===== Input data =====
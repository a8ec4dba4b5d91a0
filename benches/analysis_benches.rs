use RustedFuncAnalysis::Examples::analysis_examples::EXAMPLE_FUNCTIONS;
use RustedFuncAnalysis::{AnalysisConfig, analyze, analyze_parallel, compile, normalize, sample};
use criterion::{Criterion, criterion_group, criterion_main};
use std::hint::black_box;

fn bench_full_reports(c: &mut Criterion) {
    let config = AnalysisConfig::default();
    let mut group = c.benchmark_group("full report");
    for input in EXAMPLE_FUNCTIONS {
        group.bench_function(input, |b| b.iter(|| analyze(black_box(input), &config)));
    }
    group.finish();
}

fn bench_parallel_vs_sequential(c: &mut Criterion) {
    let config = AnalysisConfig::default();
    c.bench_function("sequential x*sin(x) + x^2", |b| {
        b.iter(|| analyze(black_box("x*sin(x) + x^2"), &config))
    });
    c.bench_function("parallel x*sin(x) + x^2", |b| {
        b.iter(|| analyze_parallel(black_box("x*sin(x) + x^2"), &config))
    });
}

fn bench_sampling(c: &mut Criterion) {
    let Ok(expr) = normalize("log(x - 1)/(x^2 - 4)") else { return };
    let Ok(callable) = compile(&expr) else { return };
    c.bench_function("sample 401 points", |b| {
        b.iter(|| sample(&callable, black_box((-10.0, 10.0)), 0.05))
    });
}

criterion_group!(
    benches,
    bench_full_reports,
    bench_parallel_vs_sequential,
    bench_sampling
);
criterion_main!(benches);
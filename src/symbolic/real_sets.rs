//! Subsets of the real line as sorted unions of disjoint intervals.
use crate::symbolic::utils::format_number;
use std::fmt;

/// One interval; infinite ends are always open.
#[derive(Clone, Copy, Debug, PartialEq)]
pub struct Interval {
    pub lo: f64,
    pub hi: f64,
    pub lo_closed: bool,
    pub hi_closed: bool,
}

impl Interval {
    pub fn new(lo: f64, hi: f64, lo_closed: bool, hi_closed: bool) -> Self {
        Self {
            lo,
            hi,
            lo_closed: lo_closed && lo.is_finite(),
            hi_closed: hi_closed && hi.is_finite(),
        }
    }

    pub fn open(lo: f64, hi: f64) -> Self {
        Self::new(lo, hi, false, false)
    }

    pub fn closed(lo: f64, hi: f64) -> Self {
        Self::new(lo, hi, true, true)
    }

    pub fn point(at: f64) -> Self {
        Self::closed(at, at)
    }

    pub fn is_empty(&self) -> bool {
        self.lo > self.hi || (self.lo == self.hi && !(self.lo_closed && self.hi_closed))
    }

    pub fn contains(&self, x: f64) -> bool {
        let above = x > self.lo || (self.lo_closed && x == self.lo);
        let below = x < self.hi || (self.hi_closed && x == self.hi);
        above && below
    }

    fn intersect(&self, other: &Interval) -> Interval {
        let (lo, lo_closed) = if self.lo > other.lo {
            (self.lo, self.lo_closed)
        } else if other.lo > self.lo {
            (other.lo, other.lo_closed)
        } else {
            (self.lo, self.lo_closed && other.lo_closed)
        };
        let (hi, hi_closed) = if self.hi < other.hi {
            (self.hi, self.hi_closed)
        } else if other.hi < self.hi {
            (other.hi, other.hi_closed)
        } else {
            (self.hi, self.hi_closed && other.hi_closed)
        };
        Interval::new(lo, hi, lo_closed, hi_closed)
    }

    /// Overlapping, or touching at a point one of them contains.
    fn joins(&self, next: &Interval) -> bool {
        next.lo < self.hi || (next.lo == self.hi && (self.hi_closed || next.lo_closed))
    }
}

impl fmt::Display for Interval {
    fn fmt(&self, f: &mut fmt::Formatter) -> fmt::Result {
        if self.lo == self.hi {
            return write!(f, "{{{}}}", format_number(self.lo));
        }
        write!(
            f,
            "{}{}, {}{}",
            if self.lo_closed { "[" } else { "(" },
            format_number(self.lo),
            format_number(self.hi),
            if self.hi_closed { "]" } else { ")" }
        )
    }
}

/// Normalized union of intervals: sorted, non-empty, pairwise disjoint and non-touching.
#[derive(Clone, Debug, PartialEq)]
pub struct RealSet {
    intervals: Vec<Interval>,
}

impl RealSet {
    pub fn all() -> Self {
        Self {
            intervals: vec![Interval::open(f64::NEG_INFINITY, f64::INFINITY)],
        }
    }

    pub fn empty() -> Self {
        Self { intervals: Vec::new() }
    }

    pub fn from_intervals(mut intervals: Vec<Interval>) -> Self {
        intervals.retain(|i| !i.is_empty());
        intervals.sort_by(|a, b| a.lo.total_cmp(&b.lo).then(b.lo_closed.cmp(&a.lo_closed)));
        let mut merged: Vec<Interval> = Vec::with_capacity(intervals.len());
        for next in intervals {
            match merged.last_mut() {
                Some(last) if last.joins(&next) => {
                    if next.hi > last.hi {
                        last.hi = next.hi;
                        last.hi_closed = next.hi_closed;
                    } else if next.hi == last.hi {
                        last.hi_closed |= next.hi_closed;
                    }
                }
                _ => merged.push(next),
            }
        }
        Self { intervals: merged }
    }

    pub fn from_points(points: &[f64]) -> Self {
        Self::from_intervals(points.iter().map(|p| Interval::point(*p)).collect())
    }

    pub fn intervals(&self) -> &[Interval] {
        &self.intervals
    }

    pub fn is_empty(&self) -> bool {
        self.intervals.is_empty()
    }

    pub fn is_all(&self) -> bool {
        *self == Self::all()
    }

    pub fn contains(&self, x: f64) -> bool {
        self.intervals.iter().any(|i| i.contains(x))
    }

    pub fn intersect(&self, other: &RealSet) -> RealSet {
        let mut pieces = Vec::new();
        for a in &self.intervals {
            for b in &other.intervals {
                pieces.push(a.intersect(b));
            }
        }
        Self::from_intervals(pieces)
    }

    pub fn union(&self, other: &RealSet) -> RealSet {
        let mut pieces = self.intervals.clone();
        pieces.extend_from_slice(&other.intervals);
        Self::from_intervals(pieces)
    }

    /// Removes isolated points (zeros of a denominator, poles of a tangent, ...).
    pub fn exclude_points(&self, points: &[f64]) -> RealSet {
        let mut pieces = self.intervals.clone();
        for &p in points {
            pieces = pieces
                .into_iter()
                .flat_map(|i| {
                    if i.contains(p) {
                        vec![
                            Interval::new(i.lo, p, i.lo_closed, false),
                            Interval::new(p, i.hi, false, i.hi_closed),
                        ]
                    } else {
                        vec![i]
                    }
                })
                .collect();
        }
        Self::from_intervals(pieces)
    }

    /// Infimum and supremum, `None` for the empty set.
    pub fn bounds(&self) -> Option<(f64, f64)> {
        Some((self.intervals.first()?.lo, self.intervals.last()?.hi))
    }

    /// Points missing from an otherwise full line, if that is the shape of the set.
    fn punctures(&self) -> Option<Vec<f64>> {
        let first = self.intervals.first()?;
        let last = self.intervals.last()?;
        if self.intervals.len() < 2 || first.lo.is_finite() || last.hi.is_finite() {
            return None;
        }
        self.intervals
            .windows(2)
            .map(|pair| (pair[0].hi == pair[1].lo).then_some(pair[0].hi))
            .collect()
    }
}

impl fmt::Display for RealSet {
    fn fmt(&self, f: &mut fmt::Formatter) -> fmt::Result {
        if self.is_empty() {
            return write!(f, "∅");
        }
        if self.is_all() {
            return write!(f, "ℝ");
        }
        if let Some(points) = self.punctures() {
            let listed: Vec<String> = points.iter().map(|p| format_number(*p)).collect();
            return write!(f, "ℝ \\ {{{}}}", listed.join(", "));
        }
        let parts: Vec<String> = self.intervals.iter().map(|i| i.to_string()).collect();
        write!(f, "{}", parts.join(" ∪ "))
    }
}

#[cfg(test)]
mod tests {
    use super::*;

    const INF: f64 = f64::INFINITY;

    #[test]
    fn test_normalization_merges() {
        let set = RealSet::from_intervals(vec![
            Interval::closed(2.0, 3.0),
            Interval::open(0.0, 1.0),
            Interval::new(1.0, 2.0, true, false),
        ]);
        assert_eq!(set.intervals(), &[Interval::new(0.0, 3.0, false, true)]);
        let set = RealSet::from_intervals(vec![Interval::open(0.0, 1.0), Interval::open(1.0, 2.0)]);
        assert_eq!(set.intervals().len(), 2);
    }

    #[test]
    fn test_intersect_and_contains() {
        let positive = RealSet::from_intervals(vec![Interval::new(0.0, INF, true, false)]);
        let below_two = RealSet::from_intervals(vec![Interval::open(-INF, 2.0)]);
        let both = positive.intersect(&below_two);
        assert_eq!(both.to_string(), "[0, 2)");
        assert!(both.contains(0.0));
        assert!(!both.contains(2.0));
        assert!(positive.intersect(&RealSet::empty()).is_empty());
    }

    #[test]
    fn test_exclude_points_display() {
        let set = RealSet::all().exclude_points(&[0.0]);
        assert_eq!(set.to_string(), "ℝ \\ {0}");
        assert!(!set.contains(0.0));
        let set = RealSet::all().exclude_points(&[-1.0, 1.0]);
        assert_eq!(set.to_string(), "ℝ \\ {-1, 1}");
        let set = RealSet::from_intervals(vec![Interval::new(0.0, INF, true, false)])
            .exclude_points(&[1.0]);
        assert_eq!(set.to_string(), "[0, 1) ∪ (1, ∞)");
    }

    #[test]
    fn test_display_special_sets() {
        assert_eq!(RealSet::all().to_string(), "ℝ");
        assert_eq!(RealSet::empty().to_string(), "∅");
        assert_eq!(RealSet::from_points(&[2.0]).to_string(), "{2}");
        let set = RealSet::from_intervals(vec![Interval::open(1.0, INF)]);
        assert_eq!(set.to_string(), "(1, ∞)");
        assert_eq!(set.bounds(), Some((1.0, INF)));
    }
}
=====
▶ Work instruction:
Wherever the word "RustedFuncAnalysis" occurs in the data above, copy the line it sits in.

▶ Response for this exercise:
use RustedFuncAnalysis::Examples::analysis_examples::EXAMPLE_FUNCTIONS;
use RustedFuncAnalysis::{AnalysisConfig, analyze, analyze_parallel, compile, normalize, sample};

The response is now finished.